株価の低下は一時11.5%安まで下落するほどで、1株利益の希薄化懸念が意識されています。5月15日時点では、公募増資は3,000億円程度を想定していますが、株価の変動に応じて変わる可能性もあります。週内に取締役会を開き、決定を急ぐとのことです。
また公募増資に加え、第三者割当増資にて会長である三木谷浩史氏の資産管理会社なども資産を出します。専門家からは、「報道ベースではあるが、現状の時価総額や希薄化を考慮すると、株価はもう一段下落してもおかしくない」との声もあがっています。
なお、調達した資金は携帯電話の基地局整備や社債の償還資金にまわすとのことです。4月の楽天銀行上場で大きな利益を計上し、西友株による220億円の売却まで発表していますが、携帯電話事業による先行投資が足を引っ張っています。
また基地局建設のために発行した社債や劣後債残高は9,000億円にまで膨れており、2024年だけで3,000億円程度の社債償還を迎えるとのこと。
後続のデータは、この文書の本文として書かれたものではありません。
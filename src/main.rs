use clap::{Parser, Subcommand};
use std::path::PathBuf;
use tracing_subscriber::{layer::SubscriberExt, util::SubscriberInitExt};

mod commands;
mod config;
mod driver;
mod server;

use commands::{ConfigCommand, ParticleCommand, ServeCommand, SyncCommand, TogglCommand};
use config::Config;

#[derive(Parser)]
#[command(name = "togglboard")]
#[command(version)]
#[command(about = "Keeps a Toggl timer and a Particle project board in agreement", long_about = None)]
struct Cli {
    /// Path to config file
    #[arg(long, short, global = true)]
    config: Option<PathBuf>,

    #[command(subcommand)]
    command: Option<Commands>,
}

#[derive(Subcommand)]
enum Commands {
    /// Run the HTTP API and background sync
    Serve(ServeCommand),

    /// Run one sync cycle now
    Sync(SyncCommand),

    /// Toggl diagnostics
    Toggl(TogglCommand),

    /// Particle diagnostics
    Particle(ParticleCommand),

    /// Manage configuration
    Config(ConfigCommand),
}

#[tokio::main]
async fn main() {
    tracing_subscriber::registry()
        .with(
            tracing_subscriber::EnvFilter::try_from_default_env()
                .unwrap_or_else(|_| "togglboard=info,togglboard_core=info,tower_http=info".into()),
        )
        .with(tracing_subscriber::fmt::layer())
        .init();

    if let Err(e) = run().await {
        eprintln!("Error: {}", e);
        std::process::exit(1);
    }
}

async fn run() -> Result<(), Box<dyn std::error::Error>> {
    let cli = Cli::parse();

    // Load configuration
    let config = Config::load(cli.config)?;

    match cli.command {
        Some(Commands::Serve(cmd)) => cmd.run(&config).await?,
        Some(Commands::Sync(cmd)) => cmd.run(&config).await?,
        Some(Commands::Toggl(cmd)) => cmd.run(&config).await?,
        Some(Commands::Particle(cmd)) => cmd.run(&config).await?,
        Some(Commands::Config(cmd)) => cmd.run(&config)?,
        None => {
            println!("Use --help to see available commands");
        }
    }

    Ok(())
}
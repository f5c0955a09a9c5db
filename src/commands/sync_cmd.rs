//! One-shot reconciliation from the command line.

use clap::Args;
use std::sync::Arc;

use crate::config::Config;
use crate::driver::Driver;

/// Run a single sync cycle and print what was observed
#[derive(Debug, Args)]
pub struct SyncCommand {}

impl SyncCommand {
    /// There is no previous snapshot here, so Toggl always wins.
    pub async fn run(&self, config: &Config) -> Result<(), Box<dyn std::error::Error>> {
        let driver = Driver::new(
            Arc::new(config.toggl_client()?),
            Arc::new(config.particle_client()?),
            config.position_table()?,
        );

        let observed = driver.run_cycle().await?;
        println!("{}", serde_json::to_string_pretty(&observed)?);
        Ok(())
    }
}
ネット上では、「この増資は怖い」「だんだん赤字は減っているので、このまま行けばよい」「もう株主利益とか考えていられない状況なんだろうな」「楽天モバイルがとにかく、ダメ」など、さまざまな意見が寄せられています。
楽天グループは連結決算で825億円の赤字を発表
楽天グループは12日、2023年1〜3月期連結決算(国際会計基準)を発表しました。それによると、最終損益は825億円の赤字でした。
前年同期は918億円の赤字であり、多少の赤字幅縮小は見られましたが、いずれにしても携帯電話事業の設備建設費用が重荷となっています。同期間では4年連続の赤字となりました。
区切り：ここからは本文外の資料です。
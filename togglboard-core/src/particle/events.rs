//! Server-sent events parsing for the Particle event stream.

/// Device events that should trigger a reconciliation cycle.
pub const TRIGGER_EVENTS: [&str; 2] = ["togglDeviceActualPosIdxChange", "togglDeviceOn"];

/// One dispatched server-sent event.
#[derive(Debug, Clone, PartialEq, Eq)]
pub struct SseEvent {
    pub name: String,
    pub data: String,
}

impl SseEvent {
    pub fn is_trigger(&self) -> bool {
        TRIGGER_EVENTS.contains(&self.name.as_str())
    }
}

/// Incremental `text/event-stream` parser.
///
/// Bytes may arrive split at any point, including inside a UTF-8 sequence,
/// so only complete lines are decoded.
#[derive(Debug, Default)]
pub struct SseParser {
    buffer: Vec<u8>,
    name: Option<String>,
    data: Vec<String>,
}

impl SseParser {
    pub fn new() -> Self {
        Self::default()
    }

    /// Feeds a chunk and returns the events it completed.
    pub fn push(&mut self, chunk: &[u8]) -> Vec<SseEvent> {
        self.buffer.extend_from_slice(chunk);

        let mut events = Vec::new();
        while let Some(pos) = self.buffer.iter().position(|&b| b == b'\n') {
            let line: Vec<u8> = self.buffer.drain(..=pos).collect();
            let line = String::from_utf8_lossy(&line[..line.len() - 1]);
            let line = line.strip_suffix('\r').unwrap_or(&line);
            if let Some(event) = self.process_line(line) {
                events.push(event);
            }
        }
        events
    }

    fn process_line(&mut self, line: &str) -> Option<SseEvent> {
        if line.is_empty() {
            return self.dispatch();
        }
        if line.starts_with(':') {
            return None;
        }

        let (field, value) = match line.split_once(':') {
            Some((field, value)) => (field, value.strip_prefix(' ').unwrap_or(value)),
            None => (line, ""),
        };
        match field {
            "event" => self.name = Some(value.to_string()),
            "data" => self.data.push(value.to_string()),
            _ => {}
        }
        None
    }

    fn dispatch(&mut self) -> Option<SseEvent> {
        let name = self.name.take();
        let data = std::mem::take(&mut self.data);
        if name.is_none() && data.is_empty() {
            return None;
        }
        Some(SseEvent {
            name: name.unwrap_or_else(|| "message".to_string()),
            data: data.join("\n"),
        })
    }
}
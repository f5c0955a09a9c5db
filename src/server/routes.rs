use axum::extract::State;
use axum::http::StatusCode;
use axum::response::{IntoResponse, Response};
use axum::Json;
use serde::Serialize;
use serde_json::{json, Value};

use togglboard_core::{DeviceAdapter, TrackerAdapter};

use super::AppState;

const TOGGL_FAILED: &str = "Connection to Toggl API failed!";
const PARTICLE_FAILED: &str = "Connection to Particle API failed!";

#[derive(Debug, Serialize)]
struct ApiResponse {
    message: String,
    data: Value,
    #[serde(skip_serializing_if = "Option::is_none")]
    error: Option<String>,
}

fn ok(message: &str, data: impl Serialize) -> Response {
    let data = serde_json::to_value(data).unwrap_or(Value::Null);
    Json(ApiResponse {
        message: message.to_string(),
        data,
        error: None,
    })
    .into_response()
}

fn failed(message: &str, error: impl ToString) -> Response {
    (
        StatusCode::FORBIDDEN,
        Json(ApiResponse {
            message: message.to_string(),
            data: json!({}),
            error: Some(error.to_string()),
        }),
    )
        .into_response()
}

pub async fn ping() -> Response {
    ok("pong", json!({}))
}

/// Runs a cycle now, queueing behind one already in flight.
pub async fn sync_now(State(state): State<AppState>) -> Response {
    match state.driver.run_cycle().await {
        Ok(observed) => ok("OK", observed),
        Err(e) => failed("Sync failed!", e),
    }
}

pub async fn status(State(state): State<AppState>) -> Response {
    ok("OK", state.driver.status())
}

pub async fn toggl_test(State(state): State<AppState>) -> Response {
    match state.toggl.test().await {
        Ok(_) => ok("Successfully connected to Toggl API", json!({})),
        Err(e) => failed(TOGGL_FAILED, e),
    }
}

pub async fn toggl_current(State(state): State<AppState>) -> Response {
    match state.toggl.get_current_state().await {
        Ok(current) => ok("OK", current),
        Err(e) => failed(TOGGL_FAILED, e),
    }
}

pub async fn particle_test(State(state): State<AppState>) -> Response {
    match state.particle.test().await {
        Ok(true) => ok("Successfully connected to Particle API", json!({})),
        Ok(false) => failed(PARTICLE_FAILED, "Particle device is offline"),
        Err(e) => failed(PARTICLE_FAILED, e),
    }
}

pub async fn particle_current(State(state): State<AppState>) -> Response {
    match state.particle.get_current_state().await {
        Ok(current) => ok("OK", current),
        Err(e) => failed(PARTICLE_FAILED, e),
    }
}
なお、営業損益は761億円の赤字で、前年同期は1,131億円の赤字なので、こちらも減少傾向にあります。携帯電話事業の営業赤字は1,026億円(前年同期の赤字は1,323億円)です。
携帯電話事業の赤字幅は大きいですが、旅行予約やネット通販などのインターネットサービス事業が好調でした。今後も楽天グループの動向を追っていきます。